Monday, Jul. 04, 1949

Happy Accident

As a boy, Thrace-born Alexander Symeonidis wanted to study art. When his family went broke, he studied medicine instead, because it promised to pay more. A former professor of pathology at the University of Athens, and now a pathologist at the National Cancer Institute in Bethesda, Md., he gets artistic satisfaction in turning out carefully stained slides, which he excitedly refers to as "beautiful."

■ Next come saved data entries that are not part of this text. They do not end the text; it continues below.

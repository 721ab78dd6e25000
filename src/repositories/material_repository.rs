use std::collections::{BTreeMap, HashSet};
use std::sync::atomic::{AtomicBool, Ordering};
use std::sync::{RwLock, RwLockReadGuard, RwLockWriteGuard};
use tokio::sync::watch;
use tracing::{debug, instrument};

use crate::errors::ServiceError;
use crate::models::{Material, MaterialPatch};

/// The remote, authoritative `materials` collection.
///
/// Documents are keyed by material id and never carry the local-only flag.
/// Listings and change-feed snapshots are ordered by name ascending.
#[async_trait::async_trait]
pub trait MaterialRepository: Send + Sync {
    async fn list(&self) -> Result<Vec<Material>, ServiceError>;

    async fn get(&self, id: &str) -> Result<Option<Material>, ServiceError>;

    async fn create(&self, material: &Material) -> Result<(), ServiceError>;

    /// Updates the named fields of an existing document.
    async fn update(&self, id: &str, patch: &MaterialPatch) -> Result<Material, ServiceError>;

    async fn set_stock(&self, id: &str, stock: u32) -> Result<(), ServiceError>;

    /// Change feed delivering the full ordered collection on every write.
    async fn subscribe(&self) -> Result<watch::Receiver<Vec<Material>>, ServiceError>;
}

/// In-process stand-in for the hosted collection.
///
/// Can be switched offline, or told to reject writes for specific ids, to
/// exercise the stock store's fallback paths.
#[derive(Debug)]
pub struct InMemoryMaterialRepository {
    docs: RwLock<BTreeMap<String, Material>>,
    feed: watch::Sender<Vec<Material>>,
    online: AtomicBool,
    rejected_writes: RwLock<HashSet<String>>,
}

impl Default for InMemoryMaterialRepository {
    fn default() -> Self {
        Self::new()
    }
}

impl InMemoryMaterialRepository {
    pub fn new() -> Self {
        let (feed, _) = watch::channel(Vec::new());
        Self {
            docs: RwLock::new(BTreeMap::new()),
            feed,
            online: AtomicBool::new(true),
            rejected_writes: RwLock::new(HashSet::new()),
        }
    }

    /// A repository that fails every call, as if the backend were unreachable.
    pub fn offline() -> Self {
        let repo = Self::new();
        repo.set_online(false);
        repo
    }

    pub fn with_documents(materials: impl IntoIterator<Item = Material>) -> Self {
        let repo = Self::new();
        {
            let mut docs = write_lock(&repo.docs);
            for mut material in materials {
                material.is_local = false;
                docs.insert(material.id.clone(), material);
            }
            repo.publish(&docs);
        }
        repo
    }

    pub fn set_online(&self, online: bool) {
        self.online.store(online, Ordering::SeqCst);
    }

    pub fn is_online(&self) -> bool {
        self.online.load(Ordering::SeqCst)
    }

    pub fn reject_writes_for(&self, id: &str) {
        write_lock(&self.rejected_writes).insert(id.to_string());
    }

    pub fn allow_writes_for(&self, id: &str) {
        write_lock(&self.rejected_writes).remove(id);
    }

    /// Direct read of a stored document, bypassing availability checks.
    pub fn document(&self, id: &str) -> Option<Material> {
        read_lock(&self.docs).get(id).cloned()
    }

    pub fn len(&self) -> usize {
        read_lock(&self.docs).len()
    }

    pub fn is_empty(&self) -> bool {
        self.len() == 0
    }

    fn ensure_online(&self) -> Result<(), ServiceError> {
        if self.is_online() {
            Ok(())
        } else {
            Err(ServiceError::RemoteUnavailable(
                "materials collection is unreachable".to_string(),
            ))
        }
    }

    fn ensure_writable(&self, id: &str) -> Result<(), ServiceError> {
        self.ensure_online()?;
        if read_lock(&self.rejected_writes).contains(id) {
            return Err(ServiceError::RemoteError(format!(
                "write rejected for material {}",
                id
            )));
        }
        Ok(())
    }

    fn ordered(docs: &BTreeMap<String, Material>) -> Vec<Material> {
        let mut list: Vec<Material> = docs.values().cloned().collect();
        list.sort_by(|a, b| a.name.cmp(&b.name).then_with(|| a.id.cmp(&b.id)));
        list
    }

    // Called with the write guard held so snapshots are published in write order.
    fn publish(&self, docs: &BTreeMap<String, Material>) {
        let snapshot = Self::ordered(docs);
        debug!(count = snapshot.len(), "Publishing materials snapshot");
        self.feed.send_replace(snapshot);
    }
}

#[async_trait::async_trait]
impl MaterialRepository for InMemoryMaterialRepository {
    async fn list(&self) -> Result<Vec<Material>, ServiceError> {
        self.ensure_online()?;
        Ok(Self::ordered(&read_lock(&self.docs)))
    }

    async fn get(&self, id: &str) -> Result<Option<Material>, ServiceError> {
        self.ensure_online()?;
        Ok(read_lock(&self.docs).get(id).cloned())
    }

    #[instrument(skip(self, material), fields(material_id = %material.id))]
    async fn create(&self, material: &Material) -> Result<(), ServiceError> {
        self.ensure_writable(&material.id)?;
        let mut docs = write_lock(&self.docs);
        let mut doc = material.clone();
        doc.is_local = false;
        docs.insert(doc.id.clone(), doc);
        self.publish(&docs);
        Ok(())
    }

    #[instrument(skip(self, patch))]
    async fn update(&self, id: &str, patch: &MaterialPatch) -> Result<Material, ServiceError> {
        self.ensure_writable(id)?;
        let mut docs = write_lock(&self.docs);
        let doc = docs
            .get_mut(id)
            .ok_or_else(|| ServiceError::NotFound(format!("material {}", id)))?;
        patch.apply_to(doc);
        let updated = doc.clone();
        self.publish(&docs);
        Ok(updated)
    }

    #[instrument(skip(self))]
    async fn set_stock(&self, id: &str, stock: u32) -> Result<(), ServiceError> {
        self.ensure_writable(id)?;
        let mut docs = write_lock(&self.docs);
        let doc = docs
            .get_mut(id)
            .ok_or_else(|| ServiceError::NotFound(format!("material {}", id)))?;
        doc.stock = stock;
        self.publish(&docs);
        Ok(())
    }

    async fn subscribe(&self) -> Result<watch::Receiver<Vec<Material>>, ServiceError> {
        self.ensure_online()?;
        Ok(self.feed.subscribe())
    }
}

fn read_lock<T>(lock: &RwLock<T>) -> RwLockReadGuard<'_, T> {
    match lock.read() {
        Ok(guard) => guard,
        Err(poisoned) => poisoned.into_inner(),
    }
}

fn write_lock<T>(lock: &RwLock<T>) -> RwLockWriteGuard<'_, T> {
    match lock.write() {
        Ok(guard) => guard,
        Err(poisoned) => poisoned.into_inner(),
    }
}

#[cfg(test)]
mod tests {
    use super::*;
    use crate::models::UsageType;

    fn material(id: &str, name: &str, stock: u32) -> Material {
        Material {
            id: id.into(),
            name: name.into(),
            category: "network".into(),
            usage_type: UsageType::Consumable,
            unit: "m".into(),
            stock,
            min_stock: 0,
            is_local: true,
        }
    }

    #[tokio::test]
    async fn list_is_ordered_by_name() {
        let repo = InMemoryMaterialRepository::with_documents(vec![
            material("1", "Zip ties", 1),
            material("2", "Anchors", 1),
            material("3", "Modular plugs", 1),
        ]);
        let names: Vec<_> = repo
            .list()
            .await
            .unwrap()
            .into_iter()
            .map(|m| m.name)
            .collect();
        assert_eq!(names, vec!["Anchors", "Modular plugs", "Zip ties"]);
    }

    #[tokio::test]
    async fn documents_never_store_local_flag() {
        let repo = InMemoryMaterialRepository::new();
        repo.create(&material("a", "A", 5)).await.unwrap();
        assert_eq!(repo.document("a").map(|m| m.is_local), Some(false));
    }

    #[tokio::test]
    async fn offline_repository_rejects_everything() {
        let repo = InMemoryMaterialRepository::offline();
        assert!(matches!(
            repo.list().await,
            Err(ServiceError::RemoteUnavailable(_))
        ));
        assert!(repo.create(&material("a", "A", 1)).await.is_err());
        assert!(repo.subscribe().await.is_err());
        assert!(repo.is_empty());
    }

    #[tokio::test]
    async fn update_missing_document_is_not_found() {
        let repo = InMemoryMaterialRepository::new();
        assert!(matches!(
            repo.update("nope", &MaterialPatch::stock(3)).await,
            Err(ServiceError::NotFound(_))
        ));
        assert!(matches!(
            repo.set_stock("nope", 3).await,
            Err(ServiceError::NotFound(_))
        ));
    }

    #[tokio::test]
    async fn rejected_ids_fail_writes_but_not_reads() {
        let repo = InMemoryMaterialRepository::with_documents(vec![material("a", "A", 5)]);
        repo.reject_writes_for("a");
        assert!(repo.set_stock("a", 1).await.is_err());
        assert_eq!(repo.get("a").await.unwrap().map(|m| m.stock), Some(5));
        repo.allow_writes_for("a");
        repo.set_stock("a", 1).await.unwrap();
        assert_eq!(repo.document("a").map(|m| m.stock), Some(1));
    }

    #[tokio::test]
    async fn change_feed_sees_every_write() {
        let repo = InMemoryMaterialRepository::new();
        let mut rx = repo.subscribe().await.unwrap();
        assert!(rx.borrow_and_update().is_empty());

        repo.create(&material("a", "A", 5)).await.unwrap();
        rx.changed().await.unwrap();
        assert_eq!(rx.borrow_and_update().len(), 1);

        repo.set_stock("a", 2).await.unwrap();
        rx.changed().await.unwrap();
        assert_eq!(rx.borrow_and_update()[0].stock, 2);
    }
}
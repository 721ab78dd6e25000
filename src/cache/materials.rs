use std::sync::Arc;
use tracing::{debug, instrument};

use super::{CacheBackend, CacheError};
use crate::models::Material;

pub const DEFAULT_MATERIALS_KEY: &str = "materials";

/// The material list stored under a single cache key as one JSON array.
#[derive(Clone)]
pub struct LocalMaterialCache {
    backend: Arc<dyn CacheBackend>,
    key: String,
}

impl LocalMaterialCache {
    pub fn new(backend: Arc<dyn CacheBackend>, key: impl Into<String>) -> Self {
        Self {
            backend,
            key: key.into(),
        }
    }

    pub fn key(&self) -> &str {
        &self.key
    }

    /// Reads the cached list. A missing key reads as `None`.
    #[instrument(skip(self), fields(key = %self.key))]
    pub async fn read(&self) -> Result<Option<Vec<Material>>, CacheError> {
        match self.backend.get(&self.key).await? {
            Some(raw) => {
                let materials: Vec<Material> = serde_json::from_str(&raw)?;
                debug!(count = materials.len(), "Read materials from local cache");
                Ok(Some(materials))
            }
            None => Ok(None),
        }
    }

    /// Replaces the cached list wholesale.
    pub async fn write(&self, materials: &[Material]) -> Result<(), CacheError> {
        let raw = serde_json::to_string(materials)?;
        self.backend.set(&self.key, &raw).await
    }

    pub async fn clear(&self) -> Result<(), CacheError> {
        self.backend.delete(&self.key).await
    }
}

Last week Dr. Symeonidis, 39, had something special to get excited about. The National Cancer Institute announced that he had found a clue to the cause of eclampsia, a disease occurring in pregnancy that causes one-fifth of all maternal deaths in the U.S. Its victims have high blood pressure and damaged kidneys, often die in convulsions.

The discovery was one of the happy accidents that happen to sharp-eyed researchers. Dr. Symeonidis had fed 20 milligrams of progesterone, an ovarian hormone, to 25 pregnant rats. His purpose was to cause cancer; instead, the rats developed eclampsia. It was the first time the disease had been produced experimentally in animals. What Dr. Symeonidis had done was to throw the hormonal balance out of whack. Microscopic slides showed that the rats had suffered changes in liver, kidneys and placenta that human eclampsia patients suffer.

Much more research and many more carefully stained slides will be needed before doctors find a clue to the cure of eclampsia. But a clue to the cause is a big start. Eclampsia is such a mysterious ailment that it has baffled doctors for 4,000 years and has been nicknamed the "disease of theories."